In history professor Liz Regosin's community-based learning course, students of differing backgrounds share their first-hand experiences to contextualize course material and tell a story. Today, the humanizing nature of storytelling at the heart of her pedagogy is more vital than ever.
When the COVID-19 pandemic sent students home and forced an abrupt switch to remote instruction in March, Charles A. Dana Professor of History Liz Regosin was teaching a community-based learning (CBL) course at Riverview Correctional Facility in nearby Ogdensburg. While it was easy enough to continue written assignments as planned remotely with her St. Lawrence students, one critical component was missing.
“We lost that aspect of being in the prison and working with our incarcerated classmates,” says Regosin.
Pre-pandemic, 10 St. Lawrence students accompanied Regosin to the prison every week to learn alongside a group of incarcerated peers. Like many of her colleagues at St. Lawrence, Regosin values opportunities to work closely with her students—weaving together the first-hand experiences and perspectives of those with differing backgrounds to help them contextualize course material.
The school at the prison was promptly closed to outside visitors as a safety precaution, meaning Regosin couldn’t contact her incarcerated students directly via email or Zoom. She was determined to work around the obstacles in front of her and resolved to continue the class primarily by written correspondence while working with the prison’s school director.
“He would deliver all my background information and lessons,” she says. “Students would do their weekly reflections and he would send them to me through the mail. Then I would grade them and send him comments online. It was incredibly time intensive, but it was worth it.”
In addition to building a community, Regosin’s CBL course promotes humanity and empathy between two groups that share a place in the North Country but might never cross paths otherwise. It was important to Regosin that her students stay in touch despite their separation. In addition to passing along course materials, she relayed messages between the two groups. Sometimes, one group would pose specific questions about assignments to their peers. Other times, they just inquired after one another’s health and wellbeing.
“We’re crafting a story together. It's a very collaborative effort,” says Regosin. “I really try to make the students engage with me and work together to tease out the story that we're learning from our readings.”
The humanizing effect of storytelling is a powerful tool when studying the histories of people, places, and movements that may feel distant from individual lived experiences. It’s also of crucial importance during a global pandemic as many battle isolation and must rely on digital mediums to safely interact with others.
"I keep saying to everybody that instead of seeing this as a burden, I see it as an opportunity to improve and to think about my teaching in new and different ways." —Charles A. Dana Professor of History Liz Regosin
Regosin, however, believes that screens don’t have to be barriers to the close, collaborative environment she fosters in her classroom. Even if they were, she’s the kind of person who sees obstacles as chances to overcome.
“I keep saying to everybody that instead of seeing this as a burden, I see it as an opportunity to improve and to think about my teaching in new and different ways,” she says.

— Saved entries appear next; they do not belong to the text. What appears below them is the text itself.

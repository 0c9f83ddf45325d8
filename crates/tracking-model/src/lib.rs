//! FaceLink Tracking Model
//!
//! Defines the data contracts produced by the sensing pipelines:
//! - **Face:** Per-frame blend-shape intensities with a tracking flag
//! - **Hand:** Per-frame hand detections with a classified gesture
//! - **Frames:** A tagged union of both, with a JSONL codec for capture files
//!
//! All intensities and confidences are in the `[0.0, 1.0]` range and all
//! timestamps are milliseconds on the producing pipeline's clock.

pub mod face;
pub mod frame;
pub mod hand;

pub use face::*;
pub use frame::*;
pub use hand::*;
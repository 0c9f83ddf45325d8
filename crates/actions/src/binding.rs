//! Action bindings: a condition plus its timing configuration.

use serde::{Deserialize, Serialize};

use crate::condition::Condition;

/// Binds a condition to an action id.
///
/// All timings are in milliseconds and default to zero, which makes the
/// corresponding phase an instant pass-through.
#[derive(Debug, Clone, PartialEq, Serialize, Deserialize)]
pub struct ActionBinding {
    /// Unique key within an engine.
    pub action_id: String,

    pub condition: Condition,

    /// How long the condition must hold before `Started`.
    #[serde(default)]
    pub hold_time_ms: u64,

    /// How long after `Released` before the binding can re-arm.
    #[serde(default)]
    pub cooldown_ms: u64,

    /// Grace window for a momentary condition loss while active.
    #[serde(default)]
    pub debounce_ms: u64,

    /// Emit `Held` on every arrival while active.
    #[serde(default)]
    pub emit_held_events: bool,
}

impl ActionBinding {
    pub fn new(action_id: impl Into<String>, condition: Condition) -> Self {
        Self {
            action_id: action_id.into(),
            condition,
            hold_time_ms: 0,
            cooldown_ms: 0,
            debounce_ms: 0,
            emit_held_events: false,
        }
    }

    pub fn hold_time_ms(mut self, ms: u64) -> Self {
        self.hold_time_ms = ms;
        self
    }

    pub fn cooldown_ms(mut self, ms: u64) -> Self {
        self.cooldown_ms = ms;
        self
    }

    pub fn debounce_ms(mut self, ms: u64) -> Self {
        self.debounce_ms = ms;
        self
    }

    pub fn emit_held_events(mut self, emit: bool) -> Self {
        self.emit_held_events = emit;
        self
    }
}
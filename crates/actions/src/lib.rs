//! FaceLink Actions
//!
//! Turns continuous face-expression and hand-gesture snapshots into
//! discrete, debounced action events:
//! - **Conditions:** Pure predicate trees over the latest snapshots
//! - **Bindings:** A condition plus hold, cooldown, and debounce timings
//! - **Engine:** Registry and scheduler advancing each binding's phase
//!   machine on every arrival, returning events and broadcasting them
//! - **Built-ins:** Ready-made conditions for common expressions, gestures,
//!   and emotions
//!
//! Everything except the pumps and the player is synchronous in-memory
//! computation.

pub mod binding;
pub mod builtin;
pub mod condition;
pub mod emotion;
pub mod engine;
pub mod evaluator;
pub mod event;
pub mod pump;
pub mod record;
pub mod state;

pub use binding::ActionBinding;
pub use condition::{Condition, ThresholdDirection};
pub use engine::ActionEngine;
pub use evaluator::evaluate;
pub use event::ActionEvent;
pub use state::{Phase, TriggerState};
//! FaceLink Common Utilities
//!
//! Shared infrastructure for all FaceLink crates:
//! - Error types and result aliases
//! - Tracing/logging initialization
//! - Configuration loading

pub mod config;
pub mod error;
pub mod logging;

pub use config::*;
pub use error::*;
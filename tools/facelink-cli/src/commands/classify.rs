//! Classify the dominant emotion of each face frame in a capture.

use std::collections::BTreeMap;
use std::path::PathBuf;

use facelink_actions::emotion::{default_templates, EmotionClassifier};
use facelink_tracking_model::TrackingFrame;

pub fn run(path: PathBuf, neutral_threshold: f32) -> anyhow::Result<()> {
    let frames = super::load_frames(&path)
        .map_err(|e| anyhow::anyhow!("Failed to load {}: {e}", path.display()))?;
    let classifier = EmotionClassifier::new(neutral_threshold, default_templates());

    let mut counts = BTreeMap::new();
    for frame in &frames {
        let TrackingFrame::Face(face) = frame else {
            continue;
        };
        let result = classifier.classify(face);
        println!(
            "[{}ms] {} ({:.2})",
            result.timestamp_ms, result.emotion, result.confidence
        );
        *counts.entry(result.emotion).or_insert(0u64) += 1;
    }

    if counts.is_empty() {
        println!("No face frames in {}", path.display());
        return Ok(());
    }

    println!();
    println!("Summary:");
    for (emotion, count) in &counts {
        println!("  {emotion}: {count}");
    }
    Ok(())
}
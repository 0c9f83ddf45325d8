//! Application configuration.

use serde::{Deserialize, Serialize};
use std::path::{Path, PathBuf};

use crate::error::{FacelinkError, FacelinkResult};

/// Global application configuration.
#[derive(Debug, Clone, Default, PartialEq, Serialize, Deserialize)]
pub struct AppConfig {
    /// Logging configuration.
    #[serde(default)]
    pub logging: LoggingConfig,

    /// Action engine settings.
    #[serde(default)]
    pub engine: EngineConfig,
}

/// Logging configuration.
#[derive(Debug, Clone, PartialEq, Serialize, Deserialize)]
pub struct LoggingConfig {
    /// Log level filter (e.g., "info", "debug", "facelink_actions=trace,warn").
    pub level: String,

    /// Whether to output structured JSON logs.
    pub json: bool,
}

/// Settings for the action engine.
#[derive(Debug, Clone, PartialEq, Serialize, Deserialize)]
pub struct EngineConfig {
    /// Capacity of the broadcast event stream. Subscribers that fall
    /// further behind than this lose the oldest events.
    pub event_capacity: usize,
}

impl Default for LoggingConfig {
    fn default() -> Self {
        Self {
            level: "info".to_string(),
            json: false,
        }
    }
}

impl Default for EngineConfig {
    fn default() -> Self {
        Self {
            event_capacity: 256,
        }
    }
}

impl AppConfig {
    /// Load config from the standard location, falling back to defaults
    /// when the file is missing or unusable.
    pub fn load() -> Self {
        let config_path = config_file_path();
        if !config_path.exists() {
            return Self::default();
        }
        match Self::load_from(&config_path) {
            Ok(config) => config,
            Err(e) => {
                tracing::warn!(path = %config_path.display(), error = %e, "Using default config");
                Self::default()
            }
        }
    }

    /// Load config from `path`. Missing sections take their defaults.
    pub fn load_from(path: &Path) -> FacelinkResult<Self> {
        let content = std::fs::read_to_string(path)?;
        serde_json::from_str(&content)
            .map_err(|e| FacelinkError::config(format!("{}: {e}", path.display())))
    }

    /// Save config to the standard location.
    pub fn save(&self) -> FacelinkResult<()> {
        self.save_to(&config_file_path())
    }

    pub fn save_to(&self, path: &Path) -> FacelinkResult<()> {
        if let Some(parent) = path.parent() {
            std::fs::create_dir_all(parent)?;
        }
        let json = serde_json::to_string_pretty(self)?;
        std::fs::write(path, json)?;
        Ok(())
    }
}

/// Standard config file location.
pub fn config_file_path() -> PathBuf {
    let base = std::env::var("XDG_CONFIG_HOME")
        .map(PathBuf::from)
        .unwrap_or_else(|_| {
            let home = std::env::var("HOME").unwrap_or_else(|_| "/tmp".to_string());
            PathBuf::from(home).join(".config")
        });
    base.join("facelink").join("config.json")
}
//! Mixed-modality frame streams.
//!
//! Capture files are JSONL: an optional `#`-prefixed header line carrying a
//! [`SessionHeader`], then one [`TrackingFrame`] per line in arrival order.

use serde::{Deserialize, Serialize};

use crate::face::{FaceSnapshot, TimestampMs};
use crate::hand::HandSnapshot;

/// Current capture file schema version.
pub const SCHEMA_VERSION: &str = "1.0";

/// A snapshot from either sensing pipeline.
#[derive(Debug, Clone, PartialEq, Serialize, Deserialize)]
#[serde(tag = "type", rename_all = "snake_case")]
pub enum TrackingFrame {
    Face(FaceSnapshot),
    Hand(HandSnapshot),
}

impl TrackingFrame {
    pub fn timestamp_ms(&self) -> TimestampMs {
        match self {
            TrackingFrame::Face(face) => face.timestamp_ms,
            TrackingFrame::Hand(hand) => hand.timestamp_ms,
        }
    }
}

impl From<FaceSnapshot> for TrackingFrame {
    fn from(face: FaceSnapshot) -> Self {
        TrackingFrame::Face(face)
    }
}

impl From<HandSnapshot> for TrackingFrame {
    fn from(hand: HandSnapshot) -> Self {
        TrackingFrame::Hand(hand)
    }
}

/// Metadata written as the leading comment line of a capture file.
#[derive(Debug, Clone, PartialEq, Serialize, Deserialize)]
pub struct SessionHeader {
    pub schema_version: String,

    /// Wall-clock time the capture began (RFC 3339).
    pub recorded_at: String,

    /// Free-form name of the producing pipeline.
    #[serde(default)]
    pub source: Option<String>,
}

impl SessionHeader {
    /// Header stamped with the current wall-clock time.
    pub fn now(source: Option<String>) -> Self {
        Self {
            schema_version: SCHEMA_VERSION.to_string(),
            recorded_at: chrono::Utc::now().to_rfc3339(),
            source,
        }
    }

    /// Render as a `#` comment line (without trailing newline).
    pub fn to_comment_line(&self) -> Result<String, serde_json::Error> {
        Ok(format!("# {}", serde_json::to_string(self)?))
    }
}

/// Parse the header from the first line of a capture file, if present.
pub fn parse_header(jsonl: &str) -> Option<SessionHeader> {
    let first = jsonl.lines().map(str::trim).find(|line| !line.is_empty())?;
    let body = first.strip_prefix('#')?;
    serde_json::from_str(body.trim()).ok()
}

/// Parse frames from JSONL content (one JSON object per line).
pub fn parse_frames(jsonl: &str) -> Result<Vec<TrackingFrame>, serde_json::Error> {
    jsonl
        .lines()
        .map(str::trim)
        .filter(|line| !line.is_empty() && !line.starts_with('#'))
        .map(serde_json::from_str)
        .collect()
}

/// Serialize frames to JSONL format.
pub fn serialize_frames(frames: &[TrackingFrame]) -> Result<String, serde_json::Error> {
    let mut output = String::new();
    for frame in frames {
        output.push_str(&serde_json::to_string(frame)?);
        output.push('\n');
    }
    Ok(output)
}
//! Stateless evaluation of condition trees.

use facelink_tracking_model::{FaceSnapshot, HandSnapshot};

use crate::condition::{Condition, ThresholdDirection};

/// Evaluate `condition` against the latest snapshot of each modality.
///
/// A missing or non-tracking snapshot makes every leaf that needs it false.
pub fn evaluate(
    condition: &Condition,
    face: Option<&FaceSnapshot>,
    hand: Option<&HandSnapshot>,
) -> bool {
    match condition {
        Condition::Expression {
            channel,
            threshold,
            direction,
        } => {
            let Some(face) = face.filter(|f| f.is_tracking) else {
                return false;
            };
            let value = face.value_of(*channel);
            match direction {
                ThresholdDirection::Above => value >= *threshold,
                ThresholdDirection::Below => value <= *threshold,
            }
        }
        Condition::Gesture {
            gesture,
            min_confidence,
            hand: required_hand,
        } => {
            let Some(snapshot) = hand.filter(|h| h.is_tracking) else {
                return false;
            };
            snapshot.hands.iter().any(|tracked| {
                tracked.gesture == *gesture
                    && tracked.gesture_confidence >= *min_confidence
                    && required_hand.map_or(true, |h| tracked.handedness == h)
            })
        }
        Condition::Combined { children } => {
            children.iter().all(|child| evaluate(child, face, hand))
        }
    }
}
//! Async feed loops that drain sensing-pipeline channels into an engine.

use std::sync::Arc;

use facelink_tracking_model::{FaceSnapshot, HandSnapshot, TrackingFrame};
use tokio::sync::mpsc;

use crate::engine::ActionEngine;

/// Feed face snapshots until the channel closes or the engine is released.
/// Returns the number of snapshots processed.
pub async fn pump_faces(engine: Arc<ActionEngine>, mut rx: mpsc::Receiver<FaceSnapshot>) -> u64 {
    let mut processed = 0u64;
    while let Some(face) = rx.recv().await {
        if engine.is_released() {
            break;
        }
        engine.process_face(face);
        processed += 1;
    }
    tracing::debug!(processed, "Face pump stopped");
    processed
}

/// Feed hand snapshots until the channel closes or the engine is released.
pub async fn pump_hands(engine: Arc<ActionEngine>, mut rx: mpsc::Receiver<HandSnapshot>) -> u64 {
    let mut processed = 0u64;
    while let Some(hand) = rx.recv().await {
        if engine.is_released() {
            break;
        }
        engine.process_hand(hand);
        processed += 1;
    }
    tracing::debug!(processed, "Hand pump stopped");
    processed
}

/// Feed mixed frames, e.g. from a [`TrackingPlayer`](crate::record::TrackingPlayer).
pub async fn pump_frames(
    engine: Arc<ActionEngine>,
    mut rx: mpsc::Receiver<TrackingFrame>,
) -> u64 {
    let mut processed = 0u64;
    while let Some(frame) = rx.recv().await {
        if engine.is_released() {
            break;
        }
        engine.process_frame(frame);
        processed += 1;
    }
    tracing::debug!(processed, "Frame pump stopped");
    processed
}
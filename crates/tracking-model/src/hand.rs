//! Hand gesture snapshots.

use serde::{Deserialize, Serialize};

use crate::face::TimestampMs;

/// Gesture classes reported by the hand classifier.
#[derive(Debug, Clone, Copy, PartialEq, Eq, Hash, Serialize, Deserialize)]
#[serde(rename_all = "snake_case")]
pub enum HandGesture {
    None,
    ClosedFist,
    OpenPalm,
    PointingUp,
    ThumbDown,
    ThumbUp,
    Victory,
    ILoveYou,
}

/// Which hand a detection belongs to.
#[derive(Debug, Clone, Copy, PartialEq, Eq, Hash, Serialize, Deserialize)]
#[serde(rename_all = "snake_case")]
pub enum Handedness {
    Left,
    Right,
}

/// A single detected hand.
#[derive(Debug, Clone, Copy, PartialEq, Serialize, Deserialize)]
pub struct TrackedHand {
    pub handedness: Handedness,
    pub gesture: HandGesture,
    /// Classifier confidence for `gesture`, in `[0.0, 1.0]`.
    pub gesture_confidence: f32,
}

impl TrackedHand {
    pub fn new(handedness: Handedness, gesture: HandGesture, gesture_confidence: f32) -> Self {
        Self {
            handedness,
            gesture,
            gesture_confidence,
        }
    }
}

/// One hand-tracking result. Replaced wholesale on every arrival.
#[derive(Debug, Clone, PartialEq, Serialize, Deserialize)]
pub struct HandSnapshot {
    /// Detected hands in classifier order.
    #[serde(default)]
    pub hands: Vec<TrackedHand>,

    pub is_tracking: bool,

    pub timestamp_ms: TimestampMs,
}

impl HandSnapshot {
    pub fn new(hands: Vec<TrackedHand>, timestamp_ms: TimestampMs) -> Self {
        Self {
            hands,
            is_tracking: true,
            timestamp_ms,
        }
    }

    /// A snapshot reporting that no hands are being tracked.
    pub fn not_tracking(timestamp_ms: TimestampMs) -> Self {
        Self {
            hands: Vec::new(),
            is_tracking: false,
            timestamp_ms,
        }
    }
}
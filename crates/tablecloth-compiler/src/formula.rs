//! Check formula templates
//!
//! Every check comes in two polarities: a *valid* formula (TRUE when the
//! value passes, used in data validation) and an *invalid* formula (TRUE when
//! it fails, used to highlight cells). Formulas are written relative to the
//! first data cell of the column and the platform applies them down the range.
//!
//! Blank cells pass every check except `required`, whose invalid form only
//! fires on rows that are partially filled in.

use tablecloth_core::{FieldType, Value};

/// Logical operator joining formulas
#[derive(Debug, Clone, Copy, PartialEq, Eq)]
pub enum Logical {
    And,
    Or,
}

impl Logical {
    fn as_str(&self) -> &'static str {
        match self {
            Logical::And => "AND",
            Logical::Or => "OR",
        }
    }
}

/// References a column's formulas are written against
#[derive(Debug, Clone, PartialEq, Eq)]
pub struct CellContext {
    /// First data cell, relative (`B2`)
    pub cell: String,
    /// Data range of the column, fixed (`$B$2:$B$1001`)
    pub column_range: String,
    /// The table's columns on the first data row, row-relative (`$A2:$C2`)
    pub row_range: String,
    /// Number of columns in the table
    pub ncols: usize,
}

/// A check in both polarities
#[derive(Debug, Clone, PartialEq, Eq)]
pub struct Check {
    /// Formula returning TRUE for valid values
    pub valid: String,
    /// Formula returning TRUE for invalid values
    pub invalid: String,
    /// Description of valid values ("≥ 1")
    pub message: String,
    /// Blank cells pass without evaluating the formula
    pub ignore_blank: bool,
}

impl Check {
    fn new(valid: String, invalid: String, message: impl Into<String>) -> Self {
        Self {
            valid,
            invalid,
            message: message.into(),
            ignore_blank: true,
        }
    }
}

/// Format a number for a formula (`1`, `0.5`, `-3`)
pub fn number(value: f64) -> String {
    Value::Number(value).to_formula()
}

/// Type test for numeric and boolean fields; text needs none
pub fn type_test(field_type: FieldType, ctx: &CellContext) -> Option<Check> {
    let x = &ctx.cell;
    match field_type {
        FieldType::String => None,
        FieldType::Number => Some(Check::new(
            format!("ISNUMBER({x})"),
            format!("NOT(ISNUMBER({x}))"),
            "number",
        )),
        FieldType::Integer => Some(Check::new(
            format!("IF(ISNUMBER({x}), INT({x}) = {x}, FALSE)"),
            format!("IF(ISNUMBER({x}), INT({x}) <> {x}, TRUE)"),
            "integer",
        )),
        FieldType::Boolean => Some(Check::new(
            format!("OR({x} = TRUE, {x} = FALSE)"),
            format!("AND({x} <> TRUE, {x} <> FALSE)"),
            "TRUE or FALSE",
        )),
    }
}

/// Value must not be blank
pub fn required(ctx: &CellContext) -> Check {
    let x = &ctx.cell;
    Check {
        valid: format!("NOT(ISBLANK({x}))"),
        invalid: format!(
            "AND(ISBLANK({x}), COUNTBLANK({}) <> {})",
            ctx.row_range, ctx.ncols
        ),
        message: "not blank".into(),
        ignore_blank: false,
    }
}

/// Value occurs at most once in the column
pub fn unique(ctx: &CellContext, case_sensitive: bool) -> Check {
    let (x, range) = (&ctx.cell, &ctx.column_range);
    if case_sensitive {
        Check::new(
            format!("SUMPRODUCT(--EXACT({range}, {x})) <= 1"),
            format!("SUMPRODUCT(--EXACT({range}, {x})) > 1"),
            "unique",
        )
    } else {
        Check::new(
            format!("COUNTIF({range}, {x}) < 2"),
            format!("COUNTIF({range}, {x}) >= 2"),
            "unique",
        )
    }
}

/// Value is at least `min`
pub fn minimum(ctx: &CellContext, min: f64) -> Check {
    let (x, v) = (&ctx.cell, number(min));
    Check::new(format!("{x} >= {v}"), format!("{x} < {v}"), format!("≥ {v}"))
}

/// Value is at most `max`
pub fn maximum(ctx: &CellContext, max: f64) -> Check {
    let (x, v) = (&ctx.cell, number(max));
    Check::new(format!("{x} <= {v}"), format!("{x} > {v}"), format!("≤ {v}"))
}

/// Text length is at least `min`
pub fn min_length(ctx: &CellContext, min: u32) -> Check {
    let x = &ctx.cell;
    Check::new(
        format!("LEN({x}) >= {min}"),
        format!("LEN({x}) < {min}"),
        format!("length ≥ {min}"),
    )
}

/// Text length is at most `max`
pub fn max_length(ctx: &CellContext, max: u32) -> Check {
    let x = &ctx.cell;
    Check::new(
        format!("LEN({x}) <= {max}"),
        format!("LEN({x}) > {max}"),
        format!("length ≤ {max}"),
    )
}

/// Whole value matches `regex`
pub fn pattern(ctx: &CellContext, regex: &str) -> Check {
    let x = &ctx.cell;
    let anchored = format!("\"^(?:{})$\"", regex.replace('"', "\"\""));
    Check::new(
        format!("REGEXMATCH(TO_TEXT({x}), {anchored})"),
        format!("NOT(REGEXMATCH(TO_TEXT({x}), {anchored}))"),
        format!("matching the regular expression {regex}"),
    )
}

/// Value is one of the values in `reference`
pub fn in_range(ctx: &CellContext, reference: &str, message: impl Into<String>) -> Check {
    let x = &ctx.cell;
    Check::new(
        format!("ISNUMBER(MATCH({x}, {reference}, 0))"),
        format!("ISNA(MATCH({x}, {reference}, 0))"),
        message,
    )
}

/// Value equals one of `values`
pub fn in_literals(ctx: &CellContext, values: &[Value]) -> Check {
    let x = &ctx.cell;
    let valid: Vec<String> = values
        .iter()
        .map(|v| format!("{x} = {}", v.to_formula()))
        .collect();
    let invalid: Vec<String> = values
        .iter()
        .map(|v| format!("{x} <> {}", v.to_formula()))
        .collect();
    Check::new(
        merge_formulas(&valid, Logical::Or),
        merge_formulas(&invalid, Logical::And),
        one_of(values),
    )
}

/// Message for a list of permissible values ("one of a, b, c")
pub fn one_of(values: &[Value]) -> String {
    let listed: Vec<String> = values.iter().map(ToString::to_string).collect();
    format!("one of {}", listed.join(", "))
}

/// Join formulas with a logical operator
///
/// ```
/// use tablecloth_compiler::formula::{merge_formulas, Logical};
///
/// assert_eq!(merge_formulas(&[], Logical::And), "");
/// assert_eq!(merge_formulas(&["A2 > 0".to_string()], Logical::And), "A2 > 0");
/// assert_eq!(
///     merge_formulas(&["A2 > 0".to_string(), "A2 < 3".to_string()], Logical::Or),
///     "OR(A2 > 0, A2 < 3)"
/// );
/// ```
pub fn merge_formulas(formulas: &[String], operator: Logical) -> String {
    match formulas {
        [] => String::new(),
        [single] => single.clone(),
        _ => format!("{}({})", operator.as_str(), formulas.join(", ")),
    }
}

/// Combine checks into one formula of the given polarity
///
/// Checks ignoring blanks are grouped under a single
/// `IF(ISBLANK(cell), ...)` guard. Returns `None` when there are no checks.
pub fn merge_conditions(checks: &[&Check], valid: bool, cell: &str) -> Option<String> {
    if checks.is_empty() {
        return None;
    }
    let operator = if valid { Logical::And } else { Logical::Or };
    let pick = |c: &Check| if valid { c.valid.clone() } else { c.invalid.clone() };

    let mut formulas: Vec<String> = checks
        .iter()
        .filter(|c| !c.ignore_blank)
        .map(|c| pick(*c))
        .collect();
    let guarded: Vec<String> = checks
        .iter()
        .filter(|c| c.ignore_blank)
        .map(|c| pick(*c))
        .collect();
    if !guarded.is_empty() {
        formulas.push(format!(
            "IF(ISBLANK({cell}), {}, {})",
            if valid { "TRUE" } else { "FALSE" },
            merge_formulas(&guarded, operator)
        ));
    }
    Some(merge_formulas(&formulas, operator))
}

/// English list with an Oxford comma
///
/// ```
/// use tablecloth_compiler::formula::readable_join;
///
/// assert_eq!(readable_join(&["a"]), "a");
/// assert_eq!(readable_join(&["a", "b"]), "a and b");
/// assert_eq!(readable_join(&["a", "b", "c"]), "a, b, and c");
/// ```
pub fn readable_join<S: AsRef<str>>(values: &[S]) -> String {
    let values: Vec<&str> = values.iter().map(AsRef::as_ref).collect();
    match values.as_slice() {
        [] => String::new(),
        [single] => single.to_string(),
        [first, second] => format!("{} and {}", first, second),
        [init @ .., last] => format!("{}, and {}", init.join(", "), last),
    }
}

/// Message describing the values that pass all `checks`
pub fn validation_message(checks: &[&Check]) -> String {
    let messages: Vec<&str> = checks.iter().map(|c| c.message.as_str()).collect();
    format!("Value must be {}", readable_join(&messages))
}

#[cfg(test)]
mod tests {
    use super::*;
    use pretty_assertions::assert_eq;

    fn ctx() -> CellContext {
        CellContext {
            cell: "B2".into(),
            column_range: "$B$2:$B$1001".into(),
            row_range: "$A2:$C2".into(),
            ncols: 3,
        }
    }

    #[test]
    fn test_type_tests() {
        let ctx = ctx();
        assert!(type_test(FieldType::String, &ctx).is_none());
        assert_eq!(type_test(FieldType::Number, &ctx).unwrap().valid, "ISNUMBER(B2)");
        let integer = type_test(FieldType::Integer, &ctx).unwrap();
        assert_eq!(integer.valid, "IF(ISNUMBER(B2), INT(B2) = B2, FALSE)");
        assert_eq!(integer.invalid, "IF(ISNUMBER(B2), INT(B2) <> B2, TRUE)");
    }

    #[test]
    fn test_required_only_flags_partial_rows() {
        let check = required(&ctx());
        assert!(!check.ignore_blank);
        assert_eq!(check.valid, "NOT(ISBLANK(B2))");
        assert_eq!(check.invalid, "AND(ISBLANK(B2), COUNTBLANK($A2:$C2) <> 3)");
    }

    #[test]
    fn test_unique() {
        let ctx = ctx();
        assert_eq!(
            unique(&ctx, true).valid,
            "SUMPRODUCT(--EXACT($B$2:$B$1001, B2)) <= 1"
        );
        assert_eq!(unique(&ctx, false).invalid, "COUNTIF($B$2:$B$1001, B2) >= 2");
    }

    #[test]
    fn test_bounds() {
        let ctx = ctx();
        let min = minimum(&ctx, 1.0);
        assert_eq!(min.valid, "B2 >= 1");
        assert_eq!(min.invalid, "B2 < 1");
        assert_eq!(min.message, "≥ 1");
        assert_eq!(maximum(&ctx, 2.5).valid, "B2 <= 2.5");
        assert_eq!(min_length(&ctx, 3).valid, "LEN(B2) >= 3");
        assert_eq!(max_length(&ctx, 8).invalid, "LEN(B2) > 8");
    }

    #[test]
    fn test_pattern_is_anchored_and_escaped() {
        let check = pattern(&ctx(), "a|\"b\"");
        assert_eq!(check.valid, "REGEXMATCH(TO_TEXT(B2), \"^(?:a|\"\"b\"\")$\")");
        assert_eq!(check.message, "matching the regular expression a|\"b\"");
    }

    #[test]
    fn test_membership() {
        let ctx = ctx();
        let check = in_range(&ctx, "'main'!$A$2:$A$1001", "in main.id");
        assert_eq!(check.message, "in main.id");
        assert_eq!(check.valid, "ISNUMBER(MATCH(B2, 'main'!$A$2:$A$1001, 0))");
        assert_eq!(check.invalid, "ISNA(MATCH(B2, 'main'!$A$2:$A$1001, 0))");

        let check = in_literals(&ctx, &[Value::from("a"), Value::from("b")]);
        assert_eq!(check.valid, "OR(B2 = \"a\", B2 = \"b\")");
        assert_eq!(check.invalid, "AND(B2 <> \"a\", B2 <> \"b\")");
        assert_eq!(check.message, "one of a, b");
    }

    #[test]
    fn test_merge_conditions() {
        let ctx = ctx();
        let req = required(&ctx);
        let min = minimum(&ctx, 0.0);
        let max = maximum(&ctx, 3.0);

        assert_eq!(merge_conditions(&[], true, "B2"), None);
        assert_eq!(
            merge_conditions(&[&min, &max], true, "B2").unwrap(),
            "IF(ISBLANK(B2), TRUE, AND(B2 >= 0, B2 <= 3))"
        );
        assert_eq!(
            merge_conditions(&[&req, &max], false, "B2").unwrap(),
            "OR(AND(ISBLANK(B2), COUNTBLANK($A2:$C2) <> 3), IF(ISBLANK(B2), FALSE, B2 > 3))"
        );
        assert_eq!(
            merge_conditions(&[&req], true, "B2").unwrap(),
            "NOT(ISBLANK(B2))"
        );
    }

    #[test]
    fn test_validation_message() {
        let ctx = ctx();
        let checks = [required(&ctx), unique(&ctx, false), minimum(&ctx, 1.0)];
        let refs: Vec<&Check> = checks.iter().collect();
        assert_eq!(validation_message(&refs), "Value must be not blank, unique, and ≥ 1");
    }

    #[test]
    fn test_readable_join_empty() {
        let empty: [&str; 0] = [];
        assert_eq!(readable_join(&empty), "");
    }
}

In fact, Regosin has found the nature of collectively navigating the trials and errors of learning and teaching from home to be quite humanizing.
“I have better conversations with students when we're Zooming than I might in my office. It changes the dynamic,” says Regosin. “I'm sitting upstairs in my study. I have a picture of Elvis that my kids drew behind me. My dog comes in, the kids walk by. I'm almost more of a human being than I am sitting behind my desk.”
As she prepares for remote and hybrid instruction this fall, Regosin describes the process itself as collaborative and humble, requiring not only hours of learning and sharing new techniques with colleagues over the summer, but also transparent communication with students in the spring.
"I have better conversations with students when we're Zooming than I might in my office… I'm almost more of a human being than I am sitting behind my desk." —Charles A. Dana Professor of History Liz Regosin
“My students were so great about accepting whatever was coming their way. I would ask, ‘Does this make sense? Are you guys getting this?’ They were great about checking in with me and trying to make it work,” she says.
Regosin will be teaching in a hybrid model this fall, which means some of her class periods will take place in person while others will occur remotely. Though she and her students may sometimes be separated by screens and distance, her pedagogy won’t lose its personal touch.
“We'll still connect. I'm still going to be responding to their work the way that I always do. I write students short letters to respond to their papers or even just their weekly reflections,” says Regosin. “That won’t change. So even if we don't get to have the in-person human interaction, we’re still going to have human interaction.”